Beaucoup de couples rêvent d’avoir un enfant. Malheureusement, tous n’y parviennent pas naturellement. Pour certains, il arrive que la solution nécessite d’utiliser l’ovocyte (l’ovule) d’une autre femme… Mais encore faut-il que ces couples disposent des ovocytes d’une donneuse.
En France, le don d’ovocytes reste en effet une pratique peu répandue. Que vous soyez donneuse, receveuse, ou tout simplement curieuse… voici comment ça se déroule !
Dans ce dossier :
> Le témoignage émouvant de Natacha, âgée de 30 ans, donneuse.
> A qui s’adresse le don d’ovocytes, et qui peut donner ?
> Comment se déroule un don d’ovocytes : les différentes étapes,
> Enfin, les conseils d’une gynécologue.
Don d’ovocytes : comment ça se passe ? : Le témoignage
Pourquoi avez-vous eu envie de pratiquer un don d’ovocytes ?
À 27 ans j’étais mama de 3 enfants, mais j’ai eu un peu de mal à avoir mon 2ème. Une fois que nous avons nos enfants, nous imaginons mal la vie sans eux. Lors d’un rendez-vous chez le pédiatre, j’ai vu un livre sur le don d’ovocytes. Une fois rentrée chez moi, j’ai appelé le centre Cecos le plus proche de chez moi (à 200 km !), et j’y ai pris un rendez-vous pour trois mois plus tard.
Pourquoi un délai si long ?
Parce que le centre étant loin de chez moi, je voulais regrouper tous mes rendez-vous le même jour. Cela m’a pris une matinée pour voir la psychologue, le gynécologue, l’anesthésiste et le biologiste.

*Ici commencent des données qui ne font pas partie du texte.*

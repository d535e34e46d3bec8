// src/interception/dom.rs
//! Lifecycle and error taps
//!
//! Passthrough listeners on the host's event registry: each installed tap
//! forwards one host event kind onto the bus as its canonical event. Error
//! payloads (uncaught errors and unhandled rejections) are screened against
//! the ignore list first.

use std::sync::Arc;

use super::{TapKind, Uninstall};
use crate::bus::{EventBus, TapEvent};
use crate::host::{Capability, Host, HostEvent, HostEventKind};
use crate::utils::{patterns, Result};

fn host_event_kind(kind: TapKind) -> Option<HostEventKind> {
    match kind {
        TapKind::DomError => Some(HostEventKind::DomError),
        TapKind::UnhandledRejection => Some(HostEventKind::UnhandledRejection),
        TapKind::Load => Some(HostEventKind::Load),
        TapKind::BeforeUnload => Some(HostEventKind::BeforeUnload),
        TapKind::HashChange => Some(HostEventKind::HashChange),
        TapKind::PopState => Some(HostEventKind::PopState),
        TapKind::Online => Some(HostEventKind::Online),
        TapKind::Offline => Some(HostEventKind::Offline),
        TapKind::ReadyStateChange => Some(HostEventKind::ReadyStateChange),
        TapKind::Network | TapKind::Console | TapKind::History | TapKind::Click => None,
    }
}

fn canonical(event: &HostEvent) -> Option<TapEvent> {
    match event {
        HostEvent::DomError {
            message,
            source,
            line,
            column,
        } => Some(TapEvent::DomError {
            message: message.clone(),
            source: source.clone(),
            line: *line,
            column: *column,
        }),
        HostEvent::UnhandledRejection { reason } => Some(TapEvent::UnhandledRejection {
            reason: reason.clone(),
        }),
        HostEvent::Load => Some(TapEvent::Load),
        HostEvent::BeforeUnload => Some(TapEvent::BeforeUnload),
        HostEvent::HashChange { from, to } => Some(TapEvent::HashChange {
            from: from.clone(),
            to: to.clone(),
        }),
        HostEvent::PopState { url } => Some(TapEvent::PopState { url: url.clone() }),
        HostEvent::Online => Some(TapEvent::Online),
        HostEvent::Offline => Some(TapEvent::Offline),
        HostEvent::ReadyStateChange { state } => Some(TapEvent::ReadyStateChange {
            state: state.clone(),
        }),
        HostEvent::Click { .. } => None,
    }
}

pub(crate) fn install(
    host: &Arc<Host>,
    bus: Arc<EventBus>,
    kind: TapKind,
    ignore_errors: Vec<String>,
) -> Result<Option<Uninstall>> {
    if !host.supports(Capability::DomEvents) {
        return Ok(None);
    }
    let Some(host_kind) = host_event_kind(kind) else {
        return Ok(None);
    };

    let listener = host.add_listener(
        host_kind,
        Arc::new(move |event| {
            let screened = match event {
                HostEvent::DomError { message, .. } => {
                    patterns::matches_any(&ignore_errors, message)
                }
                HostEvent::UnhandledRejection { reason } => {
                    patterns::matches_any(&ignore_errors, reason)
                }
                _ => false,
            };
            if screened {
                return;
            }
            if let Some(canonical) = canonical(event) {
                bus.emit(&canonical);
            }
        }),
    );

    let host = Arc::clone(host);
    Ok(Some(Box::new(move || {
        host.remove_listener(listener);
    })))
}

Comment ça se passe ensuite ?
Il s’écoule quelques semaines avant un autre rendez-vous chez le gynécologue pour expliquer le protocole : l’arrêt de la pilule, les injections d’hormones pour stimuler les ovaires, les prises de sang. Ce délai est nécessaire pour avoir les résultats du caryotype et des tests comme l’hépatite ou le sida.
Le jour J, j’ai demandé une anesthésie locale et non générale pour pouvoir ressortir à midi. Le gynécologue m’a demandé de tousser et m’a fait plusieurs piqûres sur le col de l’utérus. Ensuite il a posé un speculum et a prélevé les ovocytes avec une canule qui aspire les ovocytes, dont il a rempli les flacons qui étaient déposés sur mon ventre.
C’était douloureux ?
Non pas vraiment. J’ai effectué ce don d’ovocytes à trois reprises. La première fois j’ai senti qu’il se passait quelque chose, mais la deuxième fois : aucune douleur. Seule la troisième fois a été un peu douloureuse. D’ailleurs à l’issu de chaque prélèvement, on me ramenait dans ma chambre sur un brancard, je me rhabillais, j’allais chercher mon ordonnance d’anti-douleur et je rentrais chez moi.

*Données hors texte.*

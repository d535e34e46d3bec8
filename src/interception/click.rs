// src/interception/click.rs
//! Click capture and enrichment
//!
//! The click tap listens on the host's click dispatch. Every accepted click
//! is first published raw on the bus; clicks landing on (or inside) an
//! element carrying the tracking attribute are additionally enriched into a
//! `ClickRecord` and published as `ClickTracked`.
//!
//! Acceptance order: runtime toggle, throttle window, ignore selectors.
//! A click rejected at any of these stages produces no bus traffic at all.

use std::collections::BTreeMap;
use std::sync::atomic::{AtomicBool, Ordering};
use std::sync::Arc;

use parking_lot::Mutex;
use serde::{Deserialize, Serialize};

use super::Uninstall;
use crate::bus::{EventBus, RawClick, TapEvent};
use crate::config::ClickConfig;
use crate::host::element::Element;
use crate::host::{Capability, Host, HostEvent, HostEventKind};
use crate::utils::{Clock, Result};

/// Attribute marking an element for enriched click capture.
pub const TRACKING_ID_ATTR: &str = "data-tl-id";

/// Attribute carrying a human-readable title for the marker element.
pub const TITLE_ATTR: &str = "data-tl-title";

/// Namespace prefix; all attributes under it are captured onto the record.
pub const ATTR_PREFIX: &str = "data-tl-";

/// Pointer coordinates at click time.
#[derive(Debug, Clone, Copy, PartialEq, Serialize, Deserialize)]
pub struct ClickPosition {
    pub x: f64,
    pub y: f64,
}

/// Enriched click, built from the nearest marker ancestor of the click target.
#[derive(Debug, Clone, Serialize, Deserialize)]
#[serde(rename_all = "camelCase")]
pub struct ClickRecord {
    /// Value of the tracking attribute on the marker element
    pub tracking_id: String,

    /// Value of the title attribute on the marker element, when present
    #[serde(skip_serializing_if = "Option::is_none")]
    pub title: Option<String>,

    /// Namespaced and explicitly requested attributes of the marker element
    pub attributes: BTreeMap<String, String>,

    /// Page URL at click time
    pub page_url: String,

    /// Click time (epoch milliseconds)
    pub timestamp_ms: u64,

    /// Structural path from the click target up to the marker element
    pub path: Vec<String>,

    /// Pointer coordinates, when position capture is enabled
    #[serde(skip_serializing_if = "Option::is_none")]
    pub position: Option<ClickPosition>,

    /// Click target's element id, when element-info capture is enabled
    #[serde(skip_serializing_if = "Option::is_none")]
    pub element_id: Option<String>,

    /// Click target's text, truncated, when element-info capture is enabled
    #[serde(skip_serializing_if = "Option::is_none")]
    pub element_text: Option<String>,
}

/// Install the click tap on the host's click dispatch.
pub(crate) fn install(
    host: &Arc<Host>,
    bus: Arc<EventBus>,
    clock: Arc<dyn Clock>,
    config: ClickConfig,
    enabled: Arc<AtomicBool>,
) -> Result<Option<Uninstall>> {
    if !host.supports(Capability::DomEvents) {
        return Ok(None);
    }

    let page_url = host.page_url_handle();
    let last_click_ms: Mutex<Option<u64>> = Mutex::new(None);

    let listener = host.add_listener(
        HostEventKind::Click,
        Arc::new(move |event| {
            let HostEvent::Click { target, x, y } = event else {
                return;
            };
            if !enabled.load(Ordering::SeqCst) {
                return;
            }

            let now = clock.now_ms();
            {
                let mut last = last_click_ms.lock();
                if let Some(prev) = *last {
                    if now.saturating_sub(prev) < config.throttle_ms {
                        return;
                    }
                }
                *last = Some(now);
            }

            // an ignored element suppresses the click for itself and its
            // whole subtree
            if target
                .ancestors()
                .any(|el| config.ignore_selectors.iter().any(|s| el.matches_selector(s)))
            {
                return;
            }

            let page_url = page_url.read().clone();
            bus.emit(&TapEvent::Click(RawClick {
                target: Arc::clone(target),
                x: *x,
                y: *y,
                page_url: page_url.clone(),
                timestamp_ms: now,
            }));

            let Some(marker) = target.closest(|el| el.attr(TRACKING_ID_ATTR).is_some()) else {
                return;
            };
            let record = build_record(&marker, target, *x, *y, page_url, now, &config);
            let record = match &config.before_send {
                Some(hook) => match (hook.0)(record) {
                    Some(record) => record,
                    None => return,
                },
                None => record,
            };
            bus.emit(&TapEvent::ClickTracked(record));
        }),
    );

    let host = Arc::clone(host);
    Ok(Some(Box::new(move || {
        host.remove_listener(listener);
    })))
}

fn build_record(
    marker: &Arc<Element>,
    target: &Arc<Element>,
    x: f64,
    y: f64,
    page_url: String,
    timestamp_ms: u64,
    config: &ClickConfig,
) -> ClickRecord {
    let mut attributes = BTreeMap::new();
    for (name, value) in &marker.attributes {
        let namespaced = name.starts_with(ATTR_PREFIX) && name != TRACKING_ID_ATTR && name != TITLE_ATTR;
        if namespaced || config.custom_attributes.contains(name) {
            attributes.insert(name.clone(), value.clone());
        }
    }

    let mut path = Vec::new();
    for el in target.ancestors() {
        path.push(el.descriptor());
        if Arc::ptr_eq(&el, marker) {
            break;
        }
    }

    let (element_id, element_text) = if config.capture_element_info {
        let text = target
            .text
            .as_ref()
            .map(|t| t.chars().take(config.max_element_text_length).collect());
        (target.id.clone(), text)
    } else {
        (None, None)
    };

    ClickRecord {
        tracking_id: marker.attr(TRACKING_ID_ATTR).unwrap_or_default().to_string(),
        title: marker.attr(TITLE_ATTR).map(str::to_string),
        attributes,
        page_url,
        timestamp_ms,
        path,
        position: config.capture_position.then_some(ClickPosition { x, y }),
        element_id,
        element_text,
    }
}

Ensuite, on est un peu ballonnée, on a un peu mal au ventre comme pour les règles, mais rien de terrible. La preuve, j’ai effectué un don d’ovocytes à trois reprises !
Que pouvez-vous dire aux mamans pour les encourager ?
Je dirais que le don d’ovocytes est très facile, et c’est un don à faire lorsqu’on a soi-même eu le bonheur d’être maman. En plus, après les dons, qu’est-ce qu’on se sent bien dans sa tête ! Donner un peu de soi pour permettre à des couples de connaître notre bonheur simple d’ être parents, c’est génial !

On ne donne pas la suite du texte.